Волхв в Кряжевском нужен позарез. Причем сильный. Вот только что делать сильному волхву в глухом приполярном селе охотников-сабариков, с тремя иведскими кочевьями неподалеку? Вот именно, нечего. Поэтому больше года, от силы двух здесь никто не задерживается. Скучно тут ученому человеку. Наместник Балбаш это хорошо понимал. И отчего присланная этой весной на стажировку выпускница столичного волхвучилиша сбежала еще до наступления настоящих холодов, он тоже хорошо понимал. Вот только коренному северянину, сыну иведки и сабарского офицера пограничной стражи Балбашу за родные места было обидно.
То, что староурингайское начальство исхитрилось найти безработного волхва на полярную ночь гладя, было с родни чуду. Балбаш сильно подозревал, что ему опять подсунут бабу или алкаша. Пару месяцев назад он бы возмущался. Но теперь не до жиру, он будет рад любому.

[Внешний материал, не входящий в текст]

use super::*;

/// Tests expiring a grant whose end time passed.
///
/// Verifies that the role is removed, the record deleted and a second run finds nothing
/// to do.
///
/// Expected: 1 on the first run, 0 on the second
#[tokio::test]
async fn expires_grant_once() -> Result<(), AppError> {
    let test = TestBuilder::new().with_promotion_tables().build().await.unwrap();
    let db = test.db.as_ref().unwrap();

    factory::create_expired_grant(
        db,
        &guild_str(),
        &TARGET.to_string(),
        &ADMIN_ROLE.to_string(),
        TimeDelta::minutes(5),
    )
    .await?;

    let fake = FakeGateway::standard();
    fake.add_member(TARGET, &[JUNIOR_ROLE, ADMIN_ROLE], false);
    let guard = RoleChangeGuard::new();
    let service = service(db, &fake, &guard);

    let now = Utc::now();
    assert_eq!(service.expire_grants(now).await?, 1);
    assert_eq!(service.expire_grants(now).await?, 0);

    assert_eq!(fake.roles_of(TARGET), Some(vec![JUNIOR_ROLE]));
    assert_eq!(fake.removed.lock().unwrap().len(), 1);
    assert_eq!(fake.dm_count(TARGET), 1);
    assert!(PromotionGrantRepository::new(db)
        .get_by_guild(GUILD)
        .await?
        .is_empty());

    let actions = logged_actions(db).await?;
    assert_eq!(actions, vec![LogAction::GrantExpired]);

    Ok(())
}

/// Tests that running grants are left alone.
///
/// Expected: 0 expired, grant kept
#[tokio::test]
async fn ignores_running_grants() -> Result<(), AppError> {
    let test = TestBuilder::new().with_promotion_tables().build().await.unwrap();
    let db = test.db.as_ref().unwrap();

    factory::promotion_grant::PromotionGrantFactory::new(
        db,
        guild_str(),
        TARGET.to_string(),
        ADMIN_ROLE.to_string(),
    )
    .timed(TimeDelta::days(1), "1d")
    .build()
    .await?;
    factory::create_grant(db, &guild_str(), &GRANTER.to_string(), &ADMIN_ROLE.to_string())
        .await?;

    let fake = FakeGateway::standard();
    let guard = RoleChangeGuard::new();

    let expired = service(db, &fake, &guard).expire_grants(Utc::now()).await?;

    assert_eq!(expired, 0);
    assert_eq!(
        PromotionGrantRepository::new(db).get_by_guild(GUILD).await?.len(),
        2
    );

    Ok(())
}

/// Tests an expired grant whose role could not be removed on Discord.
///
/// Verifies that the record is kept for the next run and that the run succeeds once
/// Discord recovers.
///
/// Expected: 0 while Discord fails, then 1
#[tokio::test]
async fn keeps_grant_when_removal_fails() -> Result<(), AppError> {
    let test = TestBuilder::new().with_promotion_tables().build().await.unwrap();
    let db = test.db.as_ref().unwrap();

    factory::create_expired_grant(
        db,
        &guild_str(),
        &TARGET.to_string(),
        &ADMIN_ROLE.to_string(),
        TimeDelta::minutes(1),
    )
    .await?;

    let fake = FakeGateway::standard();
    fake.add_member(TARGET, &[ADMIN_ROLE], false);
    fake.fail_role_changes(true);
    let guard = RoleChangeGuard::new();
    let service = service(db, &fake, &guard);

    assert_eq!(service.expire_grants(Utc::now()).await?, 0);
    assert_eq!(
        PromotionGrantRepository::new(db).get_by_guild(GUILD).await?.len(),
        1
    );

    fake.fail_role_changes(false);
    assert_eq!(service.expire_grants(Utc::now()).await?, 1);

    Ok(())
}

/// Tests an expired grant of a member who no longer has the role.
///
/// Expected: record deleted without calling Discord
#[tokio::test]
async fn deletes_grant_when_role_already_gone() -> Result<(), AppError> {
    let test = TestBuilder::new().with_promotion_tables().build().await.unwrap();
    let db = test.db.as_ref().unwrap();

    factory::create_expired_grant(
        db,
        &guild_str(),
        &TARGET.to_string(),
        &ADMIN_ROLE.to_string(),
        TimeDelta::minutes(1),
    )
    .await?;

    let fake = FakeGateway::standard();
    let guard = RoleChangeGuard::new();

    let expired = service(db, &fake, &guard).expire_grants(Utc::now()).await?;

    assert_eq!(expired, 1);
    assert!(fake.removed.lock().unwrap().is_empty());

    Ok(())
}
use crate::{
    data::user_activity::UserActivityRepository, model::stats::ActivityKind, util::time::day_key,
};
use chrono::{TimeDelta, Utc};
use sea_orm::{DbErr, EntityTrait, PaginatorTrait};
use test_utils::{builder::TestBuilder, factory};

mod get_stats;
mod increment;
use crate::data::application_cooldown::ApplicationCooldownRepository;
use chrono::{TimeDelta, Utc};
use sea_orm::{DbErr, EntityTrait, PaginatorTrait};
use test_utils::{builder::TestBuilder, factory};

mod delete_expired;
mod find_active;
mod upsert;
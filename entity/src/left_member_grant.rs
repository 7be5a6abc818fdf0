use sea_orm::entity::prelude::*;

#[derive(Clone, Debug, PartialEq, Eq, DeriveEntityModel)]
#[sea_orm(table_name = "left_member_grant")]
pub struct Model {
    #[sea_orm(primary_key)]
    pub id: i32,
    pub guild_id: String,
    pub user_id: String,
    pub role_id: String,
    pub reason: String,
    pub by_user_id: String,
    pub start_time: DateTimeUtc,
    pub end_time: Option<DateTimeUtc>,
    pub duration: String,
    pub user_stats_snapshot: Option<String>,
    pub left_at: DateTimeUtc,
}

#[derive(Copy, Clone, Debug, EnumIter, DeriveRelation)]
pub enum Relation {}

impl ActiveModelBehavior for ActiveModel {}
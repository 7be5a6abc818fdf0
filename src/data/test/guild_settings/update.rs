use super::*;

/// Tests the first change to a guild's settings.
///
/// Verifies that the row is created from defaults with the change applied.
///
/// Expected: Ok with the log channel set and other values default
#[tokio::test]
async fn creates_row_on_first_update() -> Result<(), DbErr> {
    let test = TestBuilder::new().with_promotion_tables().build().await.unwrap();
    let db = test.db.as_ref().unwrap();

    let repo = GuildSettingsRepository::new(db);
    let settings = repo
        .update(1, SettingsUpdate::Channel(SettingsChannel::Log, Some(42)))
        .await?;

    assert_eq!(settings.log_channel_id, Some(42));
    assert!(settings.dm_notifications);
    assert_eq!(repo.get(1).await?.log_channel_id, Some(42));

    Ok(())
}

/// Tests clearing a channel and toggling flags on an existing row.
///
/// Expected: Ok with channel cleared and flags updated
#[tokio::test]
async fn updates_existing_row() -> Result<(), DbErr> {
    let test = TestBuilder::new().with_promotion_tables().build().await.unwrap();
    let db = test.db.as_ref().unwrap();

    factory::guild_settings::GuildSettingsFactory::new(db, "1")
        .applications_channel_id(Some("77".to_string()))
        .build()
        .await?;

    let repo = GuildSettingsRepository::new(db);
    repo.update(1, SettingsUpdate::Channel(SettingsChannel::Applications, None))
        .await?;
    repo.update(1, SettingsUpdate::ReplacePreviousRole(false))
        .await?;
    let settings = repo
        .update(1, SettingsUpdate::ApplicationCooldownHours(24))
        .await?;

    assert!(settings.applications_channel_id.is_none());
    assert!(!settings.replace_previous_role);
    assert_eq!(settings.application_cooldown_hours, 24);

    Ok(())
}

Так что поднимаясь по скрипучим ступеням крыльца районной управы он с беззлобным превосходством старожила гадал к какой из двух традиционных крайностей склонен пришлый. Обычно новички приезжают на Север либо в шубе средь лета, либо в кожаных штиблетах средь зимы.

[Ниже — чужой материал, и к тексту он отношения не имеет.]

//! Service tests against an in-memory Discord.
//!
//! `FakeGateway` implements `DiscordGateway` over a fixed guild so the promotion lifecycle
//! can be exercised end to end with a real SQLite database and no network.

use serenity::all::{CreateMessage, Permissions};
use serenity::async_trait;
use std::collections::HashMap;
use std::sync::atomic::{AtomicBool, AtomicU64, Ordering};
use std::sync::{Arc, Mutex};

use crate::{
    error::AppError,
    service::discord::{gateway::RoleSnapshot, DiscordGateway, GuildRoster, MemberSnapshot},
};

mod promotion;

pub const GUILD: u64 = 1000;
pub const OWNER: u64 = 1;
pub const BOT: u64 = 2;
pub const GRANTER: u64 = 3;
pub const TARGET: u64 = 4;
pub const LOW_GRANTER: u64 = 5;
pub const BOT_USER: u64 = 6;

/// Bot's own role at position 50 with Manage Roles.
pub const BOT_ROLE: u64 = 900;
/// Granter's role at position 20.
pub const SENIOR_ROLE: u64 = 200;
/// Role being granted in most tests, position 10.
pub const ADMIN_ROLE: u64 = 100;
/// Low granter's role at position 9.
pub const HELPER_ROLE: u64 = 90;
/// Target's current admin role at position 5.
pub const JUNIOR_ROLE: u64 = 50;
/// Role above the bot at position 60.
pub const TOP_ROLE: u64 = 950;

pub fn guild_str() -> String {
    GUILD.to_string()
}

/// In-memory Discord guild.
pub struct FakeGateway {
    roster: GuildRoster,
    members: Mutex<HashMap<u64, MemberSnapshot>>,
    /// `(user_id, role_id)` pairs removed by the bot, in order.
    pub removed: Mutex<Vec<(u64, u64)>>,
    /// Users that were sent a DM, in order.
    pub dms: Mutex<Vec<u64>>,
    /// Channels that were posted to, in order.
    pub posts: Mutex<Vec<u64>>,
    fail_role_changes: AtomicBool,
    fail_posts: AtomicBool,
    next_message_id: AtomicU64,
}

fn simulated_failure() -> AppError {
    serenity::Error::Other("simulated Discord failure").into()
}

impl FakeGateway {
    /// A guild with the bot, a granter at 20, a low granter at 9, a target holding the
    /// junior admin role at 5, and a bot account without roles.
    pub fn standard() -> Arc<Self> {
        let role = |id: u64, name: &str, position: i16, permissions: Permissions| RoleSnapshot {
            id,
            name: name.to_string(),
            position,
            permissions,
        };

        let roster = GuildRoster {
            guild_id: GUILD,
            name: "Test Guild".to_string(),
            owner_id: OWNER,
            roles: vec![
                role(GUILD, "@everyone", 0, Permissions::empty()),
                role(BOT_ROLE, "Rolekeeper", 50, Permissions::MANAGE_ROLES),
                role(TOP_ROLE, "Owner", 60, Permissions::ADMINISTRATOR),
                role(SENIOR_ROLE, "Senior Admin", 20, Permissions::empty()),
                role(ADMIN_ROLE, "Admin", 10, Permissions::empty()),
                role(HELPER_ROLE, "Helper", 9, Permissions::empty()),
                role(JUNIOR_ROLE, "Junior Admin", 5, Permissions::empty()),
            ],
        };

        let gateway = Self {
            roster,
            members: Mutex::new(HashMap::new()),
            removed: Mutex::new(Vec::new()),
            dms: Mutex::new(Vec::new()),
            posts: Mutex::new(Vec::new()),
            fail_role_changes: AtomicBool::new(false),
            fail_posts: AtomicBool::new(false),
            next_message_id: AtomicU64::new(5000),
        };

        gateway.add_member(OWNER, &[], false);
        gateway.add_member(BOT, &[BOT_ROLE], true);
        gateway.add_member(GRANTER, &[SENIOR_ROLE], false);
        gateway.add_member(LOW_GRANTER, &[HELPER_ROLE], false);
        gateway.add_member(TARGET, &[JUNIOR_ROLE], false);
        gateway.add_member(BOT_USER, &[], true);

        Arc::new(gateway)
    }

    pub fn add_member(&self, user_id: u64, role_ids: &[u64], is_bot: bool) {
        self.members.lock().unwrap().insert(
            user_id,
            MemberSnapshot {
                user_id,
                role_ids: role_ids.to_vec(),
                is_bot,
            },
        );
    }

    pub fn remove_member(&self, user_id: u64) {
        self.members.lock().unwrap().remove(&user_id);
    }

    /// Current roles of a member, or `None` if they are not in the guild.
    pub fn roles_of(&self, user_id: u64) -> Option<Vec<u64>> {
        self.members
            .lock()
            .unwrap()
            .get(&user_id)
            .map(|m| m.role_ids.clone())
    }

    /// Makes every subsequent role add/remove fail.
    pub fn fail_role_changes(&self, fail: bool) {
        self.fail_role_changes.store(fail, Ordering::SeqCst);
    }

    /// Makes every subsequent channel post fail.
    pub fn fail_posts(&self, fail: bool) {
        self.fail_posts.store(fail, Ordering::SeqCst);
    }

    pub fn dm_count(&self, user_id: u64) -> usize {
        self.dms.lock().unwrap().iter().filter(|u| **u == user_id).count()
    }

    fn check_failure(&self) -> Result<(), AppError> {
        if self.fail_role_changes.load(Ordering::SeqCst) {
            return Err(simulated_failure());
        }
        Ok(())
    }
}

#[async_trait]
impl DiscordGateway for FakeGateway {
    async fn guild_roster(&self, _guild_id: u64) -> Result<GuildRoster, AppError> {
        Ok(self.roster.clone())
    }

    async fn member(
        &self,
        _guild_id: u64,
        user_id: u64,
    ) -> Result<Option<MemberSnapshot>, AppError> {
        Ok(self.members.lock().unwrap().get(&user_id).cloned())
    }

    async fn current_user_id(&self) -> Result<u64, AppError> {
        Ok(BOT)
    }

    async fn add_role(
        &self,
        _guild_id: u64,
        user_id: u64,
        role_id: u64,
        _reason: &str,
    ) -> Result<(), AppError> {
        self.check_failure()?;

        let mut members = self.members.lock().unwrap();
        let member = members
            .get_mut(&user_id)
            .ok_or_else(|| AppError::from(serenity::Error::Other("unknown member")))?;
        if !member.role_ids.contains(&role_id) {
            member.role_ids.push(role_id);
        }

        Ok(())
    }

    async fn remove_role(
        &self,
        _guild_id: u64,
        user_id: u64,
        role_id: u64,
        _reason: &str,
    ) -> Result<(), AppError> {
        self.check_failure()?;

        let mut members = self.members.lock().unwrap();
        if let Some(member) = members.get_mut(&user_id) {
            member.role_ids.retain(|id| *id != role_id);
        }
        self.removed.lock().unwrap().push((user_id, role_id));

        Ok(())
    }

    async fn send_dm(&self, user_id: u64, _message: CreateMessage) -> Result<(), AppError> {
        self.dms.lock().unwrap().push(user_id);
        Ok(())
    }

    async fn send_message(
        &self,
        channel_id: u64,
        _message: CreateMessage,
    ) -> Result<u64, AppError> {
        if self.fail_posts.load(Ordering::SeqCst) {
            return Err(simulated_failure());
        }

        self.posts.lock().unwrap().push(channel_id);
        Ok(self.next_message_id.fetch_add(1, Ordering::SeqCst))
    }
}
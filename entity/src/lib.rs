//! SeaORM entity definitions for every table owned by the bot.

pub mod prelude;

pub mod admin_application;
pub mod application_cooldown;
pub mod guild_settings;
pub mod left_member_grant;
pub mod promotion_admin_role;
pub mod promotion_ban;
pub mod promotion_grant;
pub mod promotion_log;
pub mod responsibility;
pub mod responsibility_member;
pub mod responsibility_request;
pub mod responsibility_role;
pub mod user_activity;
pub mod user_activity_daily;
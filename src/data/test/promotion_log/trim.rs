use super::*;

/// Tests trimming the log to a smaller size.
///
/// Verifies that the oldest entries are evicted first.
///
/// Expected: Ok with 2 evicted and the newest 3 kept
#[tokio::test]
async fn evicts_oldest_entries() -> Result<(), DbErr> {
    let test = TestBuilder::new().with_promotion_tables().build().await.unwrap();
    let db = test.db.as_ref().unwrap();

    let repo = PromotionLogRepository::new(db);
    for user_id in 1..=5 {
        repo.append(entry(1, user_id, LogAction::GrantExpired)).await?;
    }

    let evicted = repo.trim(3).await?;
    assert_eq!(evicted, 2);

    let remaining: Vec<String> = entity::prelude::PromotionLog::find()
        .order_by_asc(entity::promotion_log::Column::Id)
        .all(db)
        .await?
        .into_iter()
        .map(|e| e.user_id)
        .collect();
    assert_eq!(remaining, vec!["3", "4", "5"]);

    Ok(())
}

/// Tests trimming when already under the cap.
///
/// Expected: Ok(0) with nothing deleted
#[tokio::test]
async fn noop_under_cap() -> Result<(), DbErr> {
    let test = TestBuilder::new().with_promotion_tables().build().await.unwrap();
    let db = test.db.as_ref().unwrap();

    let repo = PromotionLogRepository::new(db);
    repo.append(entry(1, 1, LogAction::BanAdded)).await?;

    assert_eq!(repo.trim(10).await?, 0);
    assert_eq!(entity::prelude::PromotionLog::find().count(db).await?, 1);

    Ok(())
}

Начальство встретило наместника с той подчеркнутой жизнерадостностью, от которой у хоть сколько-нибудь внимательного человека тревожно екает сердце.
– Ох, чую, господин начальник, подсунешь ты мне нынче кадра, – начал прощупывать обстановку Балбаш.
– Тебе, хитровану, чего подсунешь, как же. А колдун сильный, не сомневался. И главное надолго. Боевой маг-рыцарь Империума сослан сюда на вечное поселение.
– И что он здесь делать станет?
– То же, что и все прочие делают: зимой спускать лавины и чистить дороги, летом гонять гнуса и упырей, по возможности лечить, втихаря подторговывать амулетами и браконьерничать помаленьку. Большее едва ли себе позволит. Во-первых, на нем охранных заклятий навешано как конфет на новогодней елке, не рыпнешься. Да и если не дурак, то на рудники не хочет, небось.
– А если дурак? – озадаченно уточнил Балбаш.
Наместник опешил настолько, что не нашелся чего и возразить. Он, конечно готов ко многому, но заполучить монстра, способного взглядом дома жечь и убивать ради удовольствия, ему совсем не улыбалось. В конце концов, у него семья не где-нибудь, а в Кряжевском живет.
Начальство же оперативно расценило его молчание как знак согласия и сунуло кипу бумаг на подпись. Пока так и не нашедший, что возразить, наместник покорно подписывал многочисленные акты приемки-передачи ссыльного, конвоир ввел мага. Балбаш ожидал увидеть звероподобного, пышущего злобой амбала вроде виденной только на картинках гориллы-обезьяны. Но перед ним встал, держа в руках тощенький заплечный мешок, весьма среднего роста осунувшийся после непростой дороги человек с виду неполных тридцати лет. Скорее жилистая, чем накаченная фигура. От природы смуглая кожа после нескольких месяцев без солнца имеет нездоровую бледность. Волосы седые. Взгляд пустой и равнодушный. В общем Балбашу оставалось смачно ругнуться про себя и окончательно согласиться. Ну не показывать же, что он боится этого обормота, в конце концов!
Оглядев для порядка явно казенную, причем недавно выданную и не обмявшуюся еще по фигуре, но вполне добротную, по сезону одежду мага, наместник удовлетворённо кивнул.
– Ну, что, поехали что ли?
Ссыльный молча закинул мешок на плечо и вышел следом.
Неумело устроившийся на непривычных нартах пассажир молчал. Да что там молчал, лишний раз в сторону ловко управляющегося с брехливой упряжкой Балбаша смотреть опасался. Что здорово улучшило настроение наместника. Похоже рога магу пообломали основательно. Парень до сих пор не чает, как жив остался, а значит нарываться не станет.